• WHAT IS EXPECTED: Give again the lines of the data from its first line through the line with "use crate::error::Result;". Change nothing.

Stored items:
---+---

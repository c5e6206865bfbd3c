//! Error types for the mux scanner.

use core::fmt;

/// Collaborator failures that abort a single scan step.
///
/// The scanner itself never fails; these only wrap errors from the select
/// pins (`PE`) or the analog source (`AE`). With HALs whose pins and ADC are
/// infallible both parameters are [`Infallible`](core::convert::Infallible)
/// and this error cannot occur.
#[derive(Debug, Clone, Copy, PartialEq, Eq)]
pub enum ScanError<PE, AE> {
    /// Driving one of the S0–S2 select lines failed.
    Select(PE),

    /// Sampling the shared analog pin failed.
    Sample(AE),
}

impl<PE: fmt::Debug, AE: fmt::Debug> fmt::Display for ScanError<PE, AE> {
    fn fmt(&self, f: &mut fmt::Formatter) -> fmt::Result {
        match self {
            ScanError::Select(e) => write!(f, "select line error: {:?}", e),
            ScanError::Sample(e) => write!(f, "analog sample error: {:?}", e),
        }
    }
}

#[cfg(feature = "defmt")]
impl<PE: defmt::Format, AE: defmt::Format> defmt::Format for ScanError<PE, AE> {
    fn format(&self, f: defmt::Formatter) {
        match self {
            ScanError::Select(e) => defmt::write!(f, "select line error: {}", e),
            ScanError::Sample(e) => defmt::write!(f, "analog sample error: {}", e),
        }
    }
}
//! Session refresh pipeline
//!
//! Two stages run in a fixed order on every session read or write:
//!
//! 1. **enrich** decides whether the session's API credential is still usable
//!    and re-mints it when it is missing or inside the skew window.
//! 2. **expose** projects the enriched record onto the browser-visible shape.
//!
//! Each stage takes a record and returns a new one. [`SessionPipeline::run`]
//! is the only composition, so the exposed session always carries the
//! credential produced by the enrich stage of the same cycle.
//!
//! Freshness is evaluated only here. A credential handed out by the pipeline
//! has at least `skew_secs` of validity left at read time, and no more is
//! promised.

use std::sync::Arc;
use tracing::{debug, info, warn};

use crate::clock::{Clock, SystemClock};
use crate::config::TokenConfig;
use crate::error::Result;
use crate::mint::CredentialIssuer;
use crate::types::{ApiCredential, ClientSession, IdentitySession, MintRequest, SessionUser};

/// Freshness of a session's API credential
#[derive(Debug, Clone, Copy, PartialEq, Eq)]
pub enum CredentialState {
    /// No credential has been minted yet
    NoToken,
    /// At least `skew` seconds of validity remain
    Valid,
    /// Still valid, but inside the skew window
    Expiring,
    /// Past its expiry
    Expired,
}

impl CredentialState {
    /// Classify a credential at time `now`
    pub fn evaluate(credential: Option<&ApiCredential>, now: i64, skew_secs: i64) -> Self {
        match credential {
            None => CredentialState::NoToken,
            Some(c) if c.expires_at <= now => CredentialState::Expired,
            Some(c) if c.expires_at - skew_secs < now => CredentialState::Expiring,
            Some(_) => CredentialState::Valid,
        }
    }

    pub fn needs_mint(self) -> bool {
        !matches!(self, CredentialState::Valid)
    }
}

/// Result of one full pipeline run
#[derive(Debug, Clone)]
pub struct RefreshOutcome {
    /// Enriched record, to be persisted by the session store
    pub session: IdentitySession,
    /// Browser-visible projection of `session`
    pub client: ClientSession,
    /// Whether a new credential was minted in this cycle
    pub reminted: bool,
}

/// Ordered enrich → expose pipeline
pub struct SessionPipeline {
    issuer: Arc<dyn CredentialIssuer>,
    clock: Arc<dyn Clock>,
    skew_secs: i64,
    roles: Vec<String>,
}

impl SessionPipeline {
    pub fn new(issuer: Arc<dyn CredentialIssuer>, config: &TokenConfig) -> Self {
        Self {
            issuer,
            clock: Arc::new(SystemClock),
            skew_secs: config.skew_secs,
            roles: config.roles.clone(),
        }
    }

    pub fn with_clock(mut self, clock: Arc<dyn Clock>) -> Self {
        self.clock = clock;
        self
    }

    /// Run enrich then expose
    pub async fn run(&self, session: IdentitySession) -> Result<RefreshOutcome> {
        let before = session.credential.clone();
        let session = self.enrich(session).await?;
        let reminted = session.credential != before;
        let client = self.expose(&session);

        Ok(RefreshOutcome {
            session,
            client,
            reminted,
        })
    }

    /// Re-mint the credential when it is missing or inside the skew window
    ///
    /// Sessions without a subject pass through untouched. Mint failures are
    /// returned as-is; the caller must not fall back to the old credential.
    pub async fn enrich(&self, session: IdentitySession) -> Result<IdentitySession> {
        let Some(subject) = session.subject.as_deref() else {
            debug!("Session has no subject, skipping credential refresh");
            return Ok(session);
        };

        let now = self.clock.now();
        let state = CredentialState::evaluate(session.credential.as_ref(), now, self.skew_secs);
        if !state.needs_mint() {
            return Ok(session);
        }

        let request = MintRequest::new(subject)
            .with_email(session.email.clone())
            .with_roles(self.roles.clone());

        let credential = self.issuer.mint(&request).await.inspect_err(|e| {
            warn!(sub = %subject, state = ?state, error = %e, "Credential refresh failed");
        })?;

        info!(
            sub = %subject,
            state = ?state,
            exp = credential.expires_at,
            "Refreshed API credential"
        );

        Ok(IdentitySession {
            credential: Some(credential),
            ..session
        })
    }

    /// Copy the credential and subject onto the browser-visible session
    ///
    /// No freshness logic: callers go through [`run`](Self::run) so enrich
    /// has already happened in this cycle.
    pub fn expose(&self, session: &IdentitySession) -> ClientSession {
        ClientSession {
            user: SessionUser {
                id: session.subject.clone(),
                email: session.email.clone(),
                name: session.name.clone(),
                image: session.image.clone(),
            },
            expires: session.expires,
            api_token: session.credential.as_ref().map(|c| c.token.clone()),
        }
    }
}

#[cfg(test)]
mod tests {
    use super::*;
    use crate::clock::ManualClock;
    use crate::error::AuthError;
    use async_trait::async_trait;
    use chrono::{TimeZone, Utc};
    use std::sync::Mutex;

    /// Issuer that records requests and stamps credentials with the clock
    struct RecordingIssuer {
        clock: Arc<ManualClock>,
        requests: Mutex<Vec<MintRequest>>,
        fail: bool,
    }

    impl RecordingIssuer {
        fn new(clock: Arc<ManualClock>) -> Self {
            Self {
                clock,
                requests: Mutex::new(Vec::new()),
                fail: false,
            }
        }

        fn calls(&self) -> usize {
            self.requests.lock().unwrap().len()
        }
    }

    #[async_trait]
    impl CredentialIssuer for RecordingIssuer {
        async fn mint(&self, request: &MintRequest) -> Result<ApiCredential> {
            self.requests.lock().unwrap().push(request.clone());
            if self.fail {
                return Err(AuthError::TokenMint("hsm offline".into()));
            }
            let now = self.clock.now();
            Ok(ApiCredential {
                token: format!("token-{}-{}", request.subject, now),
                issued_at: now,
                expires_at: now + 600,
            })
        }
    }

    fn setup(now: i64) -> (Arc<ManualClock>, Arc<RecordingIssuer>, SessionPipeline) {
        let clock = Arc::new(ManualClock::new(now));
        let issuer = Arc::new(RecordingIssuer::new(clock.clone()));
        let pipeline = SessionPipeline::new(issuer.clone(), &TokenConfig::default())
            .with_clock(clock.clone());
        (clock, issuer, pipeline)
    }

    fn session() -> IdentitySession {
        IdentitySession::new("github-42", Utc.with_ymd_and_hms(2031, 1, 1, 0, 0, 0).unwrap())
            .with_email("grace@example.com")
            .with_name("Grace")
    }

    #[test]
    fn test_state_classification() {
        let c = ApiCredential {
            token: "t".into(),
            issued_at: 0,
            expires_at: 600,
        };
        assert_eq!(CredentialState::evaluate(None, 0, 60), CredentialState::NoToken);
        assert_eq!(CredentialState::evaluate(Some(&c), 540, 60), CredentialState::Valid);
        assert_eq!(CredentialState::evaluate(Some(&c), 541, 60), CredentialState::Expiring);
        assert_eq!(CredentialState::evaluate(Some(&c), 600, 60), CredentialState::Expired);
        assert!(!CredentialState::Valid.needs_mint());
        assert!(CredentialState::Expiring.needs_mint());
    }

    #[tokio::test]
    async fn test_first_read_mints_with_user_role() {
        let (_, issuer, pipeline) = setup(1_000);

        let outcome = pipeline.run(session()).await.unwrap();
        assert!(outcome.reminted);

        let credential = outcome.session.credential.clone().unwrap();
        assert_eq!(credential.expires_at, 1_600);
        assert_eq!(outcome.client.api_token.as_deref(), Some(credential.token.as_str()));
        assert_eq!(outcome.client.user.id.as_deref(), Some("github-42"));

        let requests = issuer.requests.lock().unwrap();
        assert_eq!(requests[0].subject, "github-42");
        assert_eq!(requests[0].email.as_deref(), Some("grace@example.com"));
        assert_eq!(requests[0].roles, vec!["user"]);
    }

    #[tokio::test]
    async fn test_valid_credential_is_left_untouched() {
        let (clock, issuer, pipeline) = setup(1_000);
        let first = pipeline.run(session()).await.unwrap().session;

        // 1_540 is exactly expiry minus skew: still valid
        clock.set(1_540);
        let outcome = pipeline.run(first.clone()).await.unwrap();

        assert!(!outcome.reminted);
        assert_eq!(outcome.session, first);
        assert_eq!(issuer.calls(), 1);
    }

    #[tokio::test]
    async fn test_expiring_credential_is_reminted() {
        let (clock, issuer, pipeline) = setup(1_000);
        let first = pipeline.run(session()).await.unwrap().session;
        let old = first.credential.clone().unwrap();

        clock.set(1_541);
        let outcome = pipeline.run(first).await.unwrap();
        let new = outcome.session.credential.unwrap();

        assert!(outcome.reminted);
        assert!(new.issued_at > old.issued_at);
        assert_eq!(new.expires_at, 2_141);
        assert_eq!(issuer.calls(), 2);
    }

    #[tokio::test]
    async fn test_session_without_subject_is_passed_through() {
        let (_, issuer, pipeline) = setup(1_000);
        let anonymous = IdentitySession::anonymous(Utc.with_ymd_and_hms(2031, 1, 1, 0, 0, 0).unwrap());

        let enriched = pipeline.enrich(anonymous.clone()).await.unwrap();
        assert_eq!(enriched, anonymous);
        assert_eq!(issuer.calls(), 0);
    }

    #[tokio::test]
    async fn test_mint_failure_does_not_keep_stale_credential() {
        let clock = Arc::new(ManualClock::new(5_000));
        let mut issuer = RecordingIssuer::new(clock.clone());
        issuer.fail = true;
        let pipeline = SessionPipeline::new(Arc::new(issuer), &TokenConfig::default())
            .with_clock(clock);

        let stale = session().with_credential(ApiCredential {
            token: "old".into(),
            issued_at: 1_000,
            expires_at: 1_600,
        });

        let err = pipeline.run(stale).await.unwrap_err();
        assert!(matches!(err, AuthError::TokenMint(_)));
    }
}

---+---

• RESPONSE TO THIS EXERCISE:
repository c5e6206865bfbd3c
//! Error types for the mux scanner.

use core::fmt;

/// Collaborator failures that abort a single scan step.
///
/// The scanner itself never fails; these only wrap errors from the select
/// pins (`PE`) or the analog source (`AE`). With HALs whose pins and ADC are
/// infallible both parameters are [`Infallible`](core::convert::Infallible)
/// and this error cannot occur.
#[derive(Debug, Clone, Copy, PartialEq, Eq)]
pub enum ScanError<PE, AE> {
    /// Driving one of the S0–S2 select lines failed.
    Select(PE),

    /// Sampling the shared analog pin failed.
    Sample(AE),
}

impl<PE: fmt::Debug, AE: fmt::Debug> fmt::Display for ScanError<PE, AE> {
    fn fmt(&self, f: &mut fmt::Formatter) -> fmt::Result {
        match self {
            ScanError::Select(e) => write!(f, "select line error: {:?}", e),
            ScanError::Sample(e) => write!(f, "analog sample error: {:?}", e),
        }
    }
}

#[cfg(feature = "defmt")]
impl<PE: defmt::Format, AE: defmt::Format> defmt::Format for ScanError<PE, AE> {
    fn format(&self, f: defmt::Formatter) {
        match self {
            ScanError::Select(e) => defmt::write!(f, "select line error: {}", e),
            ScanError::Sample(e) => defmt::write!(f, "analog sample error: {}", e),
        }
    }
}
//! Session refresh pipeline
//!
//! Two stages run in a fixed order on every session read or write:
//!
//! 1. **enrich** decides whether the session's API credential is still usable
//!    and re-mints it when it is missing or inside the skew window.
//! 2. **expose** projects the enriched record onto the browser-visible shape.
//!
//! Each stage takes a record and returns a new one. [`SessionPipeline::run`]
//! is the only composition, so the exposed session always carries the
//! credential produced by the enrich stage of the same cycle.
//!
//! Freshness is evaluated only here. A credential handed out by the pipeline
//! has at least `skew_secs` of validity left at read time, and no more is
//! promised.

use std::sync::Arc;
use tracing::{debug, info, warn};

use crate::clock::{Clock, SystemClock};
use crate::config::TokenConfig;
use crate::error::Result;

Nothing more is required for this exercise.